She said volunteers had collected 400 backpacks stocked with school supplies and Forever 21 had donated $100,000 worth of clothing.
She said the event was over just minutes before it was scheduled to start at 3 p.m. when a power line ignited a tree and it quickly spread to the row of businesses and two trailers.
“A lot of folks lost everything. A lot of folks lost everything,” Perez-Ruiz said crying in a Facebook live right after the fire.
“In the morning I wake up and I think maybe it’s a nightmare. But no, it’s true,” Gregorio Rodriguez said.
Rodriguez fought to be a business owner and finally got his own bakery two years ago.
“I work for 10 years, and save my money for my bakery and all is gone, all is gone in 30 minutes,” he said.
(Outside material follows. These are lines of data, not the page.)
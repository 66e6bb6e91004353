//! Platform-specific stream and listener implementations.
//!
//! - Unix: Unix Domain Socket
//! - Windows: Named Pipe
//! - Both: TCP on IPv4
//!
//! [`PeerStream`] and [`PeerListener`] paper over the differences so
//! the transport loops are platform-independent. All construction and
//! I/O happens on the transport's loop thread.

use std::io;
use std::pin::Pin;
use std::task::{Context, Poll};

use tokio::io::{AsyncRead, AsyncWrite, ReadBuf};
use tokio::net::{TcpListener, TcpStream};

#[cfg(unix)]
use tokio::net::{UnixListener, UnixStream};

#[cfg(windows)]
use tokio::net::windows::named_pipe::{ClientOptions, NamedPipeClient, NamedPipeServer, ServerOptions};

use super::Endpoint;

/// A connected peer stream.
pub(crate) enum PeerStream {
    Tcp(TcpStream),
    #[cfg(unix)]
    Unix(UnixStream),
    #[cfg(windows)]
    PipeClient(NamedPipeClient),
    #[cfg(windows)]
    PipeServer(NamedPipeServer),
}

impl PeerStream {
    /// Connect to `endpoint` (non-blocking, resolves on the loop thread).
    pub async fn connect(endpoint: &Endpoint) -> io::Result<PeerStream> {
        match endpoint {
            Endpoint::Tcp(addr) => {
                let (host, port) = Endpoint::tcp_connect_addr(addr)
                    .map_err(|e| io::Error::new(io::ErrorKind::InvalidInput, e))?;
                Ok(PeerStream::Tcp(TcpStream::connect((host, port)).await?))
            }
            #[cfg(unix)]
            Endpoint::Local(path) => Ok(PeerStream::Unix(UnixStream::connect(path).await?)),
            #[cfg(windows)]
            Endpoint::Local(path) => Ok(PeerStream::PipeClient(ClientOptions::new().open(path)?)),
        }
    }
}

macro_rules! delegate_stream {
    ($self:ident, $inner:ident => $body:expr) => {
        match $self.get_mut() {
            PeerStream::Tcp($inner) => $body,
            #[cfg(unix)]
            PeerStream::Unix($inner) => $body,
            #[cfg(windows)]
            PeerStream::PipeClient($inner) => $body,
            #[cfg(windows)]
            PeerStream::PipeServer($inner) => $body,
        }
    };
}

impl AsyncRead for PeerStream {
    fn poll_read(
        self: Pin<&mut Self>,
        cx: &mut Context<'_>,
        buf: &mut ReadBuf<'_>,
    ) -> Poll<io::Result<()>> {
        delegate_stream!(self, inner => Pin::new(inner).poll_read(cx, buf))
    }
}

impl AsyncWrite for PeerStream {
    fn poll_write(
        self: Pin<&mut Self>,
        cx: &mut Context<'_>,
        buf: &[u8],
    ) -> Poll<io::Result<usize>> {
        delegate_stream!(self, inner => Pin::new(inner).poll_write(cx, buf))
    }

    fn poll_flush(self: Pin<&mut Self>, cx: &mut Context<'_>) -> Poll<io::Result<()>> {
        delegate_stream!(self, inner => Pin::new(inner).poll_flush(cx))
    }

    fn poll_shutdown(self: Pin<&mut Self>, cx: &mut Context<'_>) -> Poll<io::Result<()>> {
        delegate_stream!(self, inner => Pin::new(inner).poll_shutdown(cx))
    }
}

/// A bound listener accepting peer streams.
#[derive(Debug)]
pub(crate) enum PeerListener {
    Tcp(TcpListener),
    #[cfg(unix)]
    Unix { listener: UnixListener, path: String },
    #[cfg(windows)]
    Pipe {
        path: String,
        next: Option<NamedPipeServer>,
    },
}

impl PeerListener {
    /// Bind to `endpoint`.
    ///
    /// For Unix sockets, any stale socket file left by a crashed
    /// process is removed first, and `multiuser` widens the socket
    /// permissions to world read+write.
    pub async fn bind(endpoint: &Endpoint, multiuser: bool) -> io::Result<PeerListener> {
        match endpoint {
            Endpoint::Tcp(addr) => {
                let (host, port) = Endpoint::tcp_bind_addr(addr)
                    .map_err(|e| io::Error::new(io::ErrorKind::InvalidInput, e))?;
                Ok(PeerListener::Tcp(TcpListener::bind((host, port)).await?))
            }
            #[cfg(unix)]
            Endpoint::Local(path) => {
                if std::path::Path::new(path).exists() {
                    std::fs::remove_file(path)?;
                }
                let listener = UnixListener::bind(path)?;
                if multiuser {
                    use std::os::unix::fs::PermissionsExt;
                    std::fs::set_permissions(path, std::fs::Permissions::from_mode(0o666))?;
                }
                Ok(PeerListener::Unix {
                    listener,
                    path: path.clone(),
                })
            }
            #[cfg(windows)]
            Endpoint::Local(path) => {
                // Multiuser ACLs on named pipes need a security
                // descriptor tokio does not expose; the option is a
                // no-op here.
                let _ = multiuser;
                let first = ServerOptions::new()
                    .first_pipe_instance(true)
                    .create(path)?;
                Ok(PeerListener::Pipe {
                    path: path.clone(),
                    next: Some(first),
                })
            }
        }
    }

    /// Accept a single connection.
    pub async fn accept(&mut self) -> io::Result<PeerStream> {
        match self {
            PeerListener::Tcp(listener) => {
                let (stream, _addr) = listener.accept().await?;
                Ok(PeerStream::Tcp(stream))
            }
            #[cfg(unix)]
            PeerListener::Unix { listener, .. } => {
                let (stream, _addr) = listener.accept().await?;
                Ok(PeerStream::Unix(stream))
            }
            #[cfg(windows)]
            PeerListener::Pipe { path, next } => {
                let server = match next.take() {
                    Some(server) => server,
                    None => ServerOptions::new().create(path.as_str())?,
                };
                server.connect().await?;
                // Pre-create the next instance so there is no window
                // with no listening pipe.
                *next = Some(ServerOptions::new().create(path.as_str())?);
                Ok(PeerStream::PipeServer(server))
            }
        }
    }
}

#[cfg(unix)]
impl Drop for PeerListener {
    fn drop(&mut self) {
        if let PeerListener::Unix { path, .. } = self {
            let _ = std::fs::remove_file(path);
        }
    }
}

#[cfg(test)]
mod tests {
    use super::*;
    use tokio::io::{AsyncReadExt, AsyncWriteExt};

    fn unique_endpoint(tag: &str) -> Endpoint {
        Endpoint::local(&format!("framewire-stream-test-{}-{}", std::process::id(), tag))
    }

    #[cfg(unix)]
    #[tokio::test]
    async fn test_local_bind_accept_roundtrip() {
        let endpoint = unique_endpoint("roundtrip");
        let mut listener = PeerListener::bind(&endpoint, false).await.unwrap();

        let client = PeerStream::connect(&endpoint);
        let (accepted, connected) = tokio::join!(listener.accept(), client);
        let mut accepted = accepted.unwrap();
        let mut connected = connected.unwrap();

        connected.write_all(b"ping").await.unwrap();
        let mut buf = [0u8; 4];
        accepted.read_exact(&mut buf).await.unwrap();
        assert_eq!(&buf, b"ping");
    }

    #[cfg(unix)]
    #[tokio::test]
    async fn test_stale_socket_file_removed_on_bind() {
        let endpoint = unique_endpoint("stale");
        let Endpoint::Local(path) = &endpoint else {
            unreachable!()
        };

        std::fs::write(path, b"stale").unwrap();
        let listener = PeerListener::bind(&endpoint, false).await.unwrap();
        drop(listener);

        // Drop cleans the socket file up again.
        assert!(!std::path::Path::new(path).exists());
    }

    #[cfg(unix)]
    #[tokio::test]
    async fn test_multiuser_widens_permissions() {
        use std::os::unix::fs::PermissionsExt;

        let endpoint = unique_endpoint("multiuser");
        let Endpoint::Local(path) = &endpoint else {
            unreachable!()
        };

        let _listener = PeerListener::bind(&endpoint, true).await.unwrap();
        let mode = std::fs::metadata(path).unwrap().permissions().mode();
        assert_eq!(mode & 0o777, 0o666);
    }

    #[tokio::test]
    async fn test_tcp_bind_rejects_invalid_port() {
        let err = PeerListener::bind(&Endpoint::tcp(":0"), false)
            .await
            .unwrap_err();
        assert_eq!(err.kind(), io::ErrorKind::InvalidInput);
    }
}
Anes Muthana owns the building and lived in one of the burned trailers. He also ran the attached grocery store which has been a family business for 50 years.
Muthana is known for helping anyone who could not afford food and is described as a man who cares deeply for his community.
“It is not the only store you know. It is like I said, it is a life you know? So over here in this community, I know everybody it’s like family you know? It’s more than a store,” Muthana said.
Because of a lapse in insurance coverage, Muthana just found out he’s not insured. There is no estimate on monetary damages yet but the loss to the community is very steep.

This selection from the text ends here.